[가상화폐 공부] - G. Ingham
[가상화폐 공부]
“we need to be clear about what exactly money is before embarking on an examination of the consequences of its new forms. Unfortunately, this question has proved to be surprisingly difficult to answer. Indeed, it will be argued in this chapter that almost all of the recently fashionable conjectures on e-money and “the end of money”, or the existence of “virtual money”, are based upon a fundamental misunderstanding of the nature of money. It is usual to define money in terms of its functions of medium of exchange; means of payment (settlement); money of account; store of value. Orthodox economic theory implies that medium of exchange is the most important function, and that the others simply follow from it. Nearly all of the recent analyses of e-money and its consequences are guided by these assumptions, but it is here argued that they are mistaken. There is a tendency to confuse specific forms of money – metal, paper, electronic impulses, etc. – with the generic properties of money as measure and bearer of abstract value.
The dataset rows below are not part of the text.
use std::sync::Arc;

use serde::Deserialize;
use serde_json::Value;
use tracing::{debug, warn};

use crate::error::SummarizeResult;
use crate::license::LicenseNormalizer;
use crate::models::{Coordinates, Definition, FileEntry};

use super::lines::{FullMatchParser, LicenseScanParser, Parsed};
use super::merge::merge_definitions;
use super::util::{non_empty, unique};
use super::{Summarizer, ToolFamily};

/// Summarizer for FOSSology harvests.
///
/// Runs three independent agents' output through the merger: monk (full-text
/// matches), nomos (license scan lines), then copyright (statements).
pub struct FossologySummarizer {
    normalizer: Arc<dyn LicenseNormalizer>,
    full_match: FullMatchParser,
    license_scan: LicenseScanParser,
}

#[derive(Debug, Deserialize)]
struct CopyrightRecord {
    path: String,
    output: Option<CopyrightOutput>,
}

#[derive(Debug, Deserialize)]
struct CopyrightOutput {
    results: Option<Vec<CopyrightFinding>>,
}

#[derive(Debug, Deserialize)]
struct CopyrightFinding {
    #[serde(rename = "type")]
    kind: Option<String>,
    content: Option<String>,
}

impl FossologySummarizer {
    pub fn new(normalizer: Arc<dyn LicenseNormalizer>) -> SummarizeResult<Self> {
        Ok(Self {
            normalizer,
            full_match: FullMatchParser::new()?,
            license_scan: LicenseScanParser::new()?,
        })
    }

    fn summarize_monk(&self, result: &mut Definition, harvested: &Value) {
        let Some(content) = harvested.pointer("/monk/output/content").and_then(Value::as_str) else {
            return;
        };
        let files = content
            .lines()
            .filter_map(|line| match self.full_match.parse(line) {
                Parsed::Entry(entry) => {
                    let license = entry.label.and_then(|l| self.normalizer.normalize(&l));
                    Some(FileEntry::with_license(entry.path, license))
                }
                Parsed::Ignored => None,
                Parsed::Malformed => {
                    warn!(line, "skipping malformed monk full-match line");
                    None
                }
            })
            .collect();
        merge_definitions(result, Definition { files, ..Default::default() });
    }

    fn summarize_nomos(&self, result: &mut Definition, harvested: &Value) {
        let Some(content) = harvested.pointer("/nomos/output/content").and_then(Value::as_str) else {
            return;
        };
        let files = content
            .lines()
            .filter_map(|line| match self.license_scan.parse(line) {
                Parsed::Entry(entry) => {
                    let license = entry.label.and_then(|l| self.normalizer.normalize(&l));
                    Some(FileEntry::with_license(entry.path, license))
                }
                Parsed::Ignored => {
                    if !line.trim().is_empty() {
                        debug!(line, "ignoring nomos line");
                    }
                    None
                }
                Parsed::Malformed => {
                    warn!(line, "skipping malformed nomos line");
                    None
                }
            })
            .collect();
        merge_definitions(result, Definition { files, ..Default::default() });
    }

    fn summarize_copyright(&self, result: &mut Definition, harvested: &Value) {
        let Some(content) = harvested.pointer("/copyright/output/content").and_then(Value::as_array) else {
            return;
        };
        let files = content
            .iter()
            .filter_map(|raw| match CopyrightRecord::deserialize(raw) {
                Ok(record) => Some(record),
                Err(e) => {
                    warn!(error = %e, "skipping malformed copyright record");
                    None
                }
            })
            .filter_map(|record| {
                let results = record.output?.results?;
                let statements = results
                    .into_iter()
                    .filter(|finding| finding.kind.as_deref() == Some("statement"))
                    .filter_map(|finding| finding.content);
                Some(FileEntry {
                    attributions: non_empty(unique(statements)),
                    ..FileEntry::new(record.path)
                })
            })
            .collect();
        merge_definitions(result, Definition { files, ..Default::default() });
    }
}

impl Summarizer for FossologySummarizer {
    fn tool(&self) -> ToolFamily {
        ToolFamily::Fossology
    }

    fn summarize(&self, _coordinates: &Coordinates, harvested: &Value) -> SummarizeResult<Definition> {
        let mut result = Definition::default();
        // Merging does not reconcile per-file licenses: later passes overwrite
        // earlier ones, so nomos takes precedence over monk. Copyright only
        // contributes attributions.
        self.summarize_monk(&mut result, harvested);
        self.summarize_nomos(&mut result, harvested);
        self.summarize_copyright(&mut result, harvested);
        Ok(result)
    }
}
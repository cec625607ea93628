use std::collections::HashMap;
use std::path::Path;

use anyhow::{Context, Result};
use serde::Deserialize;

/// Root configuration structure, deserialized from `.harvest-summarizer/config.toml`.
#[derive(Debug, Default, Deserialize)]
pub struct Config {
    /// Thresholds used by the structured-scanner summarizer.
    #[serde(default)]
    pub summary: SummaryConfig,
    /// License-file naming and root-location overrides.
    #[serde(default)]
    pub license_files: LicenseFilesConfig,
}

/// Evidence thresholds.
#[derive(Debug, Clone, Deserialize)]
pub struct SummaryConfig {
    /// Minimum `percentage_of_license_text` for a file to count as license text.
    /// Defaults to `80`.
    #[serde(default = "default_coverage_threshold")]
    pub coverage_threshold: f64,
    /// Minimum per-match score for a license-named file whose detection has no
    /// overall expression. Defaults to `90`.
    #[serde(default = "default_match_score_threshold")]
    pub match_score_threshold: f64,
}

fn default_coverage_threshold() -> f64 {
    80.0
}

fn default_match_score_threshold() -> f64 {
    90.0
}

impl Default for SummaryConfig {
    fn default() -> Self {
        Self {
            coverage_threshold: default_coverage_threshold(),
            match_score_threshold: default_match_score_threshold(),
        }
    }
}

#[derive(Debug, Clone, Default, Deserialize)]
pub struct LicenseFilesConfig {
    /// Extra base names treated like `LICENSE` (case-insensitive).
    #[serde(default)]
    pub extra_names: Vec<String>,
    /// License root locations keyed by coordinates type (e.g. `npm = ["package/"]`).
    /// An entry replaces the built-in locations for that type.
    #[serde(default)]
    pub locations: HashMap<String, Vec<String>>,
}

/// Load the configuration, searching in order:
///
/// 1. `config_override`: path passed via `--config`
/// 2. `<project_path>/.harvest-summarizer/config.toml`
/// 3. `~/.config/harvest-summarizer/config.toml`
/// 4. Built-in [`Config::default`]
pub fn load_config(project_path: &Path, config_override: Option<&Path>) -> Result<Config> {
    if let Some(path) = config_override {
        return read_config(path);
    }

    let project_config = project_path.join(".harvest-summarizer").join("config.toml");
    if project_config.exists() {
        return read_config(&project_config);
    }

    if let Some(home) = dirs::home_dir() {
        let home_config = home
            .join(".config")
            .join("harvest-summarizer")
            .join("config.toml");
        if home_config.exists() {
            return read_config(&home_config);
        }
    }

    Ok(Config::default())
}

fn read_config(path: &Path) -> Result<Config> {
    let content = std::fs::read_to_string(path)
        .with_context(|| format!("reading config {}", path.display()))?;
    toml::from_str(&content).with_context(|| format!("parsing config {}", path.display()))
}

#[cfg(test)]
mod tests {
    use super::*;
    use std::io::Write;
    use tempfile::{NamedTempFile, TempDir};

    #[test]
    fn test_defaults() {
        let cfg = Config::default();
        assert_eq!(cfg.summary.coverage_threshold, 80.0);
        assert_eq!(cfg.summary.match_score_threshold, 90.0);
        assert!(cfg.license_files.extra_names.is_empty());
    }

    #[test]
    fn test_partial_file_keeps_defaults() {
        let mut f = NamedTempFile::new().unwrap();
        writeln!(f, "[summary]").unwrap();
        writeln!(f, "coverage_threshold = 75.5").unwrap();
        writeln!(f, "[license_files]").unwrap();
        writeln!(f, "extra_names = [\"UNLICENSE\"]").unwrap();
        writeln!(f, "[license_files.locations]").unwrap();
        writeln!(f, "gem = [\"gem/\"]").unwrap();

        let cfg = load_config(Path::new("."), Some(f.path())).unwrap();
        assert_eq!(cfg.summary.coverage_threshold, 75.5);
        assert_eq!(cfg.summary.match_score_threshold, 90.0);
        assert_eq!(cfg.license_files.extra_names, vec!["UNLICENSE"]);
        assert_eq!(cfg.license_files.locations["gem"], vec!["gem/"]);
    }

    #[test]
    fn test_project_config_is_found() {
        let dir = TempDir::new().unwrap();
        let cfg_dir = dir.path().join(".harvest-summarizer");
        std::fs::create_dir_all(&cfg_dir).unwrap();
        std::fs::write(
            cfg_dir.join("config.toml"),
            "[summary]\nmatch_score_threshold = 95\n",
        )
        .unwrap();

        let cfg = load_config(dir.path(), None).unwrap();
        assert_eq!(cfg.summary.match_score_threshold, 95.0);
    }

    #[test]
    fn test_invalid_override_is_an_error() {
        let mut f = NamedTempFile::new().unwrap();
        writeln!(f, "[summary").unwrap();
        assert!(load_config(Path::new("."), Some(f.path())).is_err());
    }
}
use super::{LicenseNormalizer, NOASSERTION, NONE};

/// SPDX identifiers recognized by [`SpdxNormalizer`], in canonical casing.
const KNOWN_IDS: &[&str] = &[
    "0BSD",
    "AFL-3.0",
    "AGPL-3.0",
    "AGPL-3.0-only",
    "AGPL-3.0-or-later",
    "APSL-2.0",
    "Apache-1.1",
    "Apache-2.0",
    "Artistic-2.0",
    "BlueOak-1.0.0",
    "BSD-2-Clause",
    "BSD-3-Clause",
    "BSD-4-Clause",
    "BSL-1.0",
    "CC-BY-3.0",
    "CC-BY-4.0",
    "CC-BY-SA-4.0",
    "CC0-1.0",
    "CDDL-1.0",
    "CDDL-1.1",
    "EPL-1.0",
    "EPL-2.0",
    "EUPL-1.1",
    "EUPL-1.2",
    "GPL-2.0",
    "GPL-2.0-only",
    "GPL-2.0-or-later",
    "GPL-3.0",
    "GPL-3.0-only",
    "GPL-3.0-or-later",
    "ISC",
    "LGPL-2.0",
    "LGPL-2.0-only",
    "LGPL-2.0-or-later",
    "LGPL-2.1",
    "LGPL-2.1-only",
    "LGPL-2.1-or-later",
    "LGPL-3.0",
    "LGPL-3.0-only",
    "LGPL-3.0-or-later",
    "MIT",
    "MIT-0",
    "MPL-1.1",
    "MPL-2.0",
    "MS-PL",
    "OFL-1.1",
    "OpenSSL",
    "OSL-3.0",
    "PostgreSQL",
    "PSF-2.0",
    "Python-2.0",
    "Unicode-DFS-2016",
    "Unlicense",
    "UPL-1.0",
    "WTFPL",
    "X11",
    "Zlib",
];

/// Default [`LicenseNormalizer`].
///
/// Accepts SPDX expressions in any casing, ScanCode license keys
/// (`mit and apache-2.0`), and a table of common free-text names.
/// Identifiers it cannot map inside an otherwise recognized expression become
/// `NOASSERTION`; input with no recognizable identifier at all yields `None`.
#[derive(Debug, Default, Clone, Copy)]
pub struct SpdxNormalizer;

impl SpdxNormalizer {
    pub fn new() -> Self {
        Self
    }
}

impl LicenseNormalizer for SpdxNormalizer {
    fn normalize(&self, raw: &str) -> Option<String> {
        let trimmed = raw.trim();
        if trimmed.is_empty() {
            return None;
        }

        if let Some(id) = alias(trimmed) {
            return Some(id.to_string());
        }

        let tokens = tokenize(trimmed);
        let mut parser = ExprParser { tokens, pos: 0 };
        let expr = parser.parse_or()?;
        if parser.pos != parser.tokens.len() {
            return None;
        }

        let mut recognized = false;
        let expr = expr.canonicalize(&mut recognized);
        recognized.then(|| expr.render(0))
    }
}

/// Normalize common non-SPDX strings to their SPDX equivalents.
fn alias(raw: &str) -> Option<&'static str> {
    let id = match raw.to_ascii_lowercase().as_str() {
        "apache 2.0" | "apache2" | "apache license 2.0" | "apache license, version 2.0"
        | "apache software license" => "Apache-2.0",
        "mit license" | "the mit license" | "expat" => "MIT",
        "bsd" | "bsd license" | "bsd 3-clause" | "new bsd" | "modified bsd" => "BSD-3-Clause",
        "bsd 2-clause" | "simplified bsd" => "BSD-2-Clause",
        "gnu gpl v2" | "gnu general public license v2" | "gpl v2" | "gplv2" => "GPL-2.0",
        "gnu gpl v3" | "gnu general public license v3" | "gpl v3" | "gplv3" => "GPL-3.0",
        "gnu lgpl v2.1" | "lgpl v2.1" | "lgplv2.1" => "LGPL-2.1",
        "gnu lgpl v3" | "lgpl v3" | "lgplv3" => "LGPL-3.0",
        "mozilla public license 2.0" | "mpl 2.0" | "mplv2" => "MPL-2.0",
        "isc license" => "ISC",
        "cc0" | "public domain" => "CC0-1.0",
        "agpl v3" | "agplv3" | "gnu agpl v3" => "AGPL-3.0",
        _ => return None,
    };
    Some(id)
}

/// ScanCode license keys whose spelling differs from the SPDX identifier.
fn scancode_key(key: &str) -> Option<&'static str> {
    let id = match key.to_ascii_lowercase().as_str() {
        "bsd-new" => "BSD-3-Clause",
        "bsd-simplified" => "BSD-2-Clause",
        "bsd-original" => "BSD-4-Clause",
        "gpl-2.0-plus" => "GPL-2.0-or-later",
        "gpl-3.0-plus" => "GPL-3.0-or-later",
        "lgpl-2.0-plus" => "LGPL-2.0-or-later",
        "lgpl-2.1-plus" => "LGPL-2.1-or-later",
        "lgpl-3.0-plus" => "LGPL-3.0-or-later",
        "agpl-3.0-plus" => "AGPL-3.0-or-later",
        "boost-1.0" => "BSL-1.0",
        "mit-old-style" | "mit-license" => "MIT",
        "python" => "Python-2.0",
        "zlib-license" => "Zlib",
        _ => return None,
    };
    Some(id)
}

fn known_id(id: &str) -> Option<&'static str> {
    KNOWN_IDS.iter().copied().find(|k| k.eq_ignore_ascii_case(id))
}

/// Map one identifier token to its canonical form, if recognized.
fn canonical_id(id: &str) -> Option<String> {
    if id.eq_ignore_ascii_case(NOASSERTION) {
        return Some(NOASSERTION.to_string());
    }
    if id.eq_ignore_ascii_case(NONE) {
        return Some(NONE.to_string());
    }
    const LICENSE_REF: &str = "LicenseRef-";
    if let (Some(prefix), Some(rest)) = (id.get(..LICENSE_REF.len()), id.get(LICENSE_REF.len()..)) {
        if prefix.eq_ignore_ascii_case(LICENSE_REF) && !rest.is_empty() {
            return Some(format!("{LICENSE_REF}{rest}"));
        }
    }
    if let Some(known) = known_id(id).or_else(|| scancode_key(id)).or_else(|| alias(id)) {
        return Some(known.to_string());
    }
    // GPL-2.0+ style
    let base = known_id(id.strip_suffix('+')?)?;
    let or_later = format!("{base}-or-later");
    Some(match known_id(&or_later) {
        Some(canonical) => canonical.to_string(),
        None => format!("{base}+"),
    })
}

#[derive(Debug, PartialEq, Clone)]
enum Token {
    Id(String),
    And,
    Or,
    With,
    LParen,
    RParen,
}

/// Split an expression into tokens; operators are matched case-insensitively
/// because ScanCode emits them in lowercase.
fn tokenize(expr: &str) -> Vec<Token> {
    let mut tokens = Vec::new();
    let mut chars = expr.chars().peekable();
    while let Some(&c) = chars.peek() {
        if c.is_whitespace() {
            chars.next();
            continue;
        }
        if c == '(' {
            tokens.push(Token::LParen);
            chars.next();
        } else if c == ')' {
            tokens.push(Token::RParen);
            chars.next();
        } else {
            let mut s = String::new();
            while let Some(&c) = chars.peek() {
                if c.is_whitespace() || c == '(' || c == ')' {
                    break;
                }
                s.push(c);
                chars.next();
            }
            let token = match s.to_ascii_uppercase().as_str() {
                "AND" => Token::And,
                "OR" => Token::Or,
                "WITH" => Token::With,
                _ => Token::Id(s),
            };
            tokens.push(token);
        }
    }
    tokens
}

#[derive(Debug, Clone, PartialEq)]
enum Expr {
    License(String),
    With(String, String),
    And(Box<Expr>, Box<Expr>),
    Or(Box<Expr>, Box<Expr>),
}

impl Expr {
    fn canonicalize(self, recognized: &mut bool) -> Expr {
        let leaf = |id: String, recognized: &mut bool| match canonical_id(&id) {
            Some(c) => {
                *recognized = true;
                c
            }
            None => NOASSERTION.to_string(),
        };
        match self {
            Expr::License(id) => Expr::License(leaf(id, recognized)),
            Expr::With(id, exception) => Expr::With(leaf(id, recognized), exception),
            Expr::And(l, r) => Expr::And(
                Box::new(l.canonicalize(recognized)),
                Box::new(r.canonicalize(recognized)),
            ),
            Expr::Or(l, r) => Expr::Or(
                Box::new(l.canonicalize(recognized)),
                Box::new(r.canonicalize(recognized)),
            ),
        }
    }

    fn precedence(&self) -> u8 {
        match self {
            Expr::Or(..) => 1,
            Expr::And(..) => 2,
            Expr::License(_) | Expr::With(..) => 3,
        }
    }

    /// Render with only the parentheses the precedence rules require.
    fn render(&self, parent: u8) -> String {
        let s = match self {
            Expr::License(id) => id.clone(),
            Expr::With(id, exception) => format!("{id} WITH {exception}"),
            Expr::And(l, r) => format!("{} AND {}", l.render(2), r.render(2)),
            Expr::Or(l, r) => format!("{} OR {}", l.render(1), r.render(1)),
        };
        if self.precedence() < parent {
            format!("({s})")
        } else {
            s
        }
    }
}

/// Recursive descent parser for license expressions.
///
/// Grammar (AND binds tighter than OR):
/// ```text
/// or_expr  := and_expr ( "OR" and_expr )*
/// and_expr := atom ( "AND" atom )*
/// atom     := "(" or_expr ")" | id ( "WITH" id )?
/// ```
struct ExprParser {
    tokens: Vec<Token>,
    pos: usize,
}

impl ExprParser {
    fn peek(&self) -> Option<&Token> {
        self.tokens.get(self.pos)
    }

    fn consume(&mut self) -> Option<Token> {
        let t = self.tokens.get(self.pos).cloned();
        if t.is_some() {
            self.pos += 1;
        }
        t
    }

    fn parse_or(&mut self) -> Option<Expr> {
        let mut result = self.parse_and()?;
        while matches!(self.peek(), Some(Token::Or)) {
            self.consume();
            let rhs = self.parse_and()?;
            result = Expr::Or(Box::new(result), Box::new(rhs));
        }
        Some(result)
    }

    fn parse_and(&mut self) -> Option<Expr> {
        let mut result = self.parse_atom()?;
        while matches!(self.peek(), Some(Token::And)) {
            self.consume();
            let rhs = self.parse_atom()?;
            result = Expr::And(Box::new(result), Box::new(rhs));
        }
        Some(result)
    }

    fn parse_atom(&mut self) -> Option<Expr> {
        match self.consume()? {
            Token::LParen => {
                let inner = self.parse_or()?;
                match self.consume()? {
                    Token::RParen => Some(inner),
                    _ => None,
                }
            }
            Token::Id(id) => {
                if matches!(self.peek(), Some(Token::With)) {
                    self.consume();
                    match self.consume()? {
                        Token::Id(exception) => Some(Expr::With(id, exception)),
                        _ => None,
                    }
                } else {
                    Some(Expr::License(id))
                }
            }
            _ => None,
        }
    }
}

#[cfg(test)]
mod tests {
    use super::*;

    fn normalize(raw: &str) -> Option<String> {
        SpdxNormalizer.normalize(raw)
    }

    #[test]
    fn test_normalize_aliases() {
        assert_eq!(normalize("MIT License").as_deref(), Some("MIT"));
        assert_eq!(normalize("Apache License 2.0").as_deref(), Some("Apache-2.0"));
        assert_eq!(normalize("  the mit license ").as_deref(), Some("MIT"));
    }

    #[test]
    fn test_normalize_casing_and_scancode_keys() {
        assert_eq!(normalize("mit").as_deref(), Some("MIT"));
        assert_eq!(
            normalize("mit and apache-2.0").as_deref(),
            Some("MIT AND Apache-2.0")
        );
        assert_eq!(normalize("bsd-new").as_deref(), Some("BSD-3-Clause"));
        assert_eq!(normalize("GPL-2.0+").as_deref(), Some("GPL-2.0-or-later"));
    }

    #[test]
    fn test_normalize_keeps_required_parentheses_only() {
        assert_eq!(normalize("(MIT)").as_deref(), Some("MIT"));
        assert_eq!(
            normalize("(MIT) AND (Apache-2.0 OR ISC)").as_deref(),
            Some("MIT AND (Apache-2.0 OR ISC)")
        );
        assert_eq!(
            normalize("MIT OR Apache-2.0 AND ISC").as_deref(),
            Some("MIT OR Apache-2.0 AND ISC")
        );
    }

    #[test]
    fn test_normalize_with_exception() {
        assert_eq!(
            normalize("gpl-2.0 with Classpath-exception-2.0").as_deref(),
            Some("GPL-2.0 WITH Classpath-exception-2.0")
        );
    }

    #[test]
    fn test_unknown_parts_become_noassertion() {
        assert_eq!(
            normalize("MIT AND some-custom-thing").as_deref(),
            Some("MIT AND NOASSERTION")
        );
        assert_eq!(normalize("NOASSERTION").as_deref(), Some("NOASSERTION"));
        assert_eq!(
            normalize("LicenseRef-scancode-public-domain").as_deref(),
            Some("LicenseRef-scancode-public-domain")
        );
    }

    #[test]
    fn test_unrecognizable_text_is_none() {
        assert_eq!(normalize(""), None);
        assert_eq!(normalize("No_license_found"), None);
        assert_eq!(normalize("see the file for details"), None);
        assert_eq!(normalize("(MIT"), None);
        assert_eq!(normalize("MIT AND"), None);
    }

    #[test]
    fn test_is_valid_declared() {
        let n = SpdxNormalizer;
        assert!(n.is_valid_declared("MIT"));
        assert!(!n.is_valid_declared(""));
        assert!(!n.is_valid_declared("NOASSERTION"));
        assert!(!n.is_valid_declared("NONE"));
    }
}
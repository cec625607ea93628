use std::collections::HashMap;

use crate::models::{Definition, FileEntry};

/// Deep-merge `proposed` into `base`.
///
/// Files are unioned by path: unseen paths are appended in order, known paths
/// have every field present in the incoming entry overwrite the stored one.
/// Arrays (`natures`, `attributions`) are replaced, not unioned. Package-level
/// scalars are overwritten when the incoming definition carries them.
pub fn merge_definitions(base: &mut Definition, proposed: Definition) {
    if let Some(date) = proposed.described.and_then(|d| d.release_date) {
        base.described.get_or_insert_with(Default::default).release_date = Some(date);
    }

    if let Some(declared) = proposed.licensed.and_then(|l| l.declared) {
        base.licensed.get_or_insert_with(Default::default).declared = Some(declared);
    }

    merge_files(&mut base.files, proposed.files);
}

fn merge_files(base: &mut Vec<FileEntry>, proposed: Vec<FileEntry>) {
    let mut index: HashMap<String, usize> = base
        .iter()
        .enumerate()
        .map(|(i, f)| (f.path.clone(), i))
        .collect();

    for file in proposed {
        match index.get(&file.path) {
            Some(&i) => merge_file(&mut base[i], file),
            None => {
                index.insert(file.path.clone(), base.len());
                base.push(file);
            }
        }
    }
}

fn merge_file(base: &mut FileEntry, proposed: FileEntry) {
    if proposed.license.is_some() {
        base.license = proposed.license;
    }
    if proposed.natures.is_some() {
        base.natures = proposed.natures;
    }
    if proposed.attributions.is_some() {
        base.attributions = proposed.attributions;
    }
    if proposed.hashes.sha1.is_some() {
        base.hashes.sha1 = proposed.hashes.sha1;
    }
    if proposed.hashes.sha256.is_some() {
        base.hashes.sha256 = proposed.hashes.sha256;
    }
}
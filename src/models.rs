use std::collections::BTreeMap;
use std::fmt;
use std::str::FromStr;

use anyhow::{bail, Result};
use chrono::NaiveDate;
use serde::{Deserialize, Serialize};
use serde_json::Value;

/// Identifies one package version: `type/provider/namespace/name/revision`.
#[derive(Debug, Clone, PartialEq, Eq, Hash, Serialize, Deserialize)]
pub struct Coordinates {
    #[serde(rename = "type")]
    pub kind: String,
    pub provider: String,
    pub namespace: Option<String>,
    pub name: String,
    pub revision: String,
}

impl Coordinates {
    pub fn new(
        kind: &str,
        provider: &str,
        namespace: Option<&str>,
        name: &str,
        revision: &str,
    ) -> Self {
        Self {
            kind: kind.to_string(),
            provider: provider.to_string(),
            namespace: namespace.map(str::to_string),
            name: name.to_string(),
            revision: revision.to_string(),
        }
    }
}

impl fmt::Display for Coordinates {
    fn fmt(&self, f: &mut fmt::Formatter<'_>) -> fmt::Result {
        write!(
            f,
            "{}/{}/{}/{}/{}",
            self.kind,
            self.provider,
            self.namespace.as_deref().unwrap_or("-"),
            self.name,
            self.revision
        )
    }
}

impl FromStr for Coordinates {
    type Err = anyhow::Error;

    /// Parse `npm/npmjs/-/lodash/4.17.21`. A `-` namespace means "none".
    fn from_str(s: &str) -> Result<Self> {
        let parts: Vec<&str> = s.trim().trim_matches('/').splitn(5, '/').collect();
        if parts.len() != 5 || parts.iter().any(|p| p.is_empty()) {
            bail!("invalid coordinates '{s}': expected type/provider/namespace/name/revision");
        }
        let namespace = match parts[2] {
            "-" => None,
            ns => Some(ns),
        };
        Ok(Self::new(parts[0], parts[1], namespace, parts[3], parts[4]))
    }
}

/// Raw harvested output keyed by tool identifier (`scancode`, `fossology`, ...).
pub type HarvestBundle = BTreeMap<String, Value>;

/// The canonical per-package summary produced by a summarizer.
#[derive(Debug, Clone, Default, PartialEq, Serialize, Deserialize)]
pub struct Definition {
    #[serde(default, skip_serializing_if = "Option::is_none")]
    pub described: Option<Described>,
    #[serde(default, skip_serializing_if = "Option::is_none")]
    pub licensed: Option<Licensed>,
    #[serde(default)]
    pub files: Vec<FileEntry>,
}

impl Definition {
    /// Shorthand for `licensed.declared`.
    pub fn declared(&self) -> Option<&str> {
        self.licensed.as_ref()?.declared.as_deref()
    }

    /// Shorthand for `described.releaseDate`.
    pub fn release_date(&self) -> Option<NaiveDate> {
        self.described.as_ref()?.release_date
    }

    pub fn file(&self, path: &str) -> Option<&FileEntry> {
        self.files.iter().find(|f| f.path == path)
    }
}

#[derive(Debug, Clone, Default, PartialEq, Serialize, Deserialize)]
#[serde(rename_all = "camelCase")]
pub struct Described {
    #[serde(default, skip_serializing_if = "Option::is_none")]
    pub release_date: Option<NaiveDate>,
}

#[derive(Debug, Clone, Default, PartialEq, Serialize, Deserialize)]
pub struct Licensed {
    #[serde(default, skip_serializing_if = "Option::is_none")]
    pub declared: Option<String>,
}

/// What one summarizer learned about a single file.
#[derive(Debug, Clone, Default, PartialEq, Serialize, Deserialize)]
pub struct FileEntry {
    pub path: String,
    #[serde(default, skip_serializing_if = "Option::is_none")]
    pub license: Option<String>,
    #[serde(default, skip_serializing_if = "Option::is_none")]
    pub natures: Option<Vec<String>>,
    #[serde(default, skip_serializing_if = "Option::is_none")]
    pub attributions: Option<Vec<String>>,
    #[serde(default, skip_serializing_if = "Hashes::is_empty")]
    pub hashes: Hashes,
}

impl FileEntry {
    pub fn new(path: impl Into<String>) -> Self {
        Self {
            path: path.into(),
            ..Default::default()
        }
    }

    pub fn with_license(path: impl Into<String>, license: Option<String>) -> Self {
        Self {
            license,
            ..Self::new(path)
        }
    }

    /// Add a nature tag unless it is already present.
    pub fn add_nature(&mut self, nature: &str) {
        let natures = self.natures.get_or_insert_with(Vec::new);
        if !natures.iter().any(|n| n == nature) {
            natures.push(nature.to_string());
        }
    }

    pub fn has_nature(&self, nature: &str) -> bool {
        self.natures
            .as_ref()
            .is_some_and(|n| n.iter().any(|x| x == nature))
    }
}

#[derive(Debug, Clone, Default, PartialEq, Serialize, Deserialize)]
pub struct Hashes {
    #[serde(default, skip_serializing_if = "Option::is_none")]
    pub sha1: Option<String>,
    #[serde(default, skip_serializing_if = "Option::is_none")]
    pub sha256: Option<String>,
}

impl Hashes {
    pub fn is_empty(&self) -> bool {
        self.sha1.is_none() && self.sha256.is_none()
    }
}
As expressed in the opening lines of Keynes’s A Treatise on Money: “Money-of-account, namely that in which debts and prices and general purchasing power are expressed, is the primary concept in a theory of money” (Keynes). These qualities are generated by the social relation between the issuer and the user. Monetary spaces are created by social and political relations that exist independently of the exchanges between transacting economic agents. The form of money and its mode of transmission are of secondary importance.”
( G. Ingham, in Future of Money, OECD, 2002, pp. 124-5 ).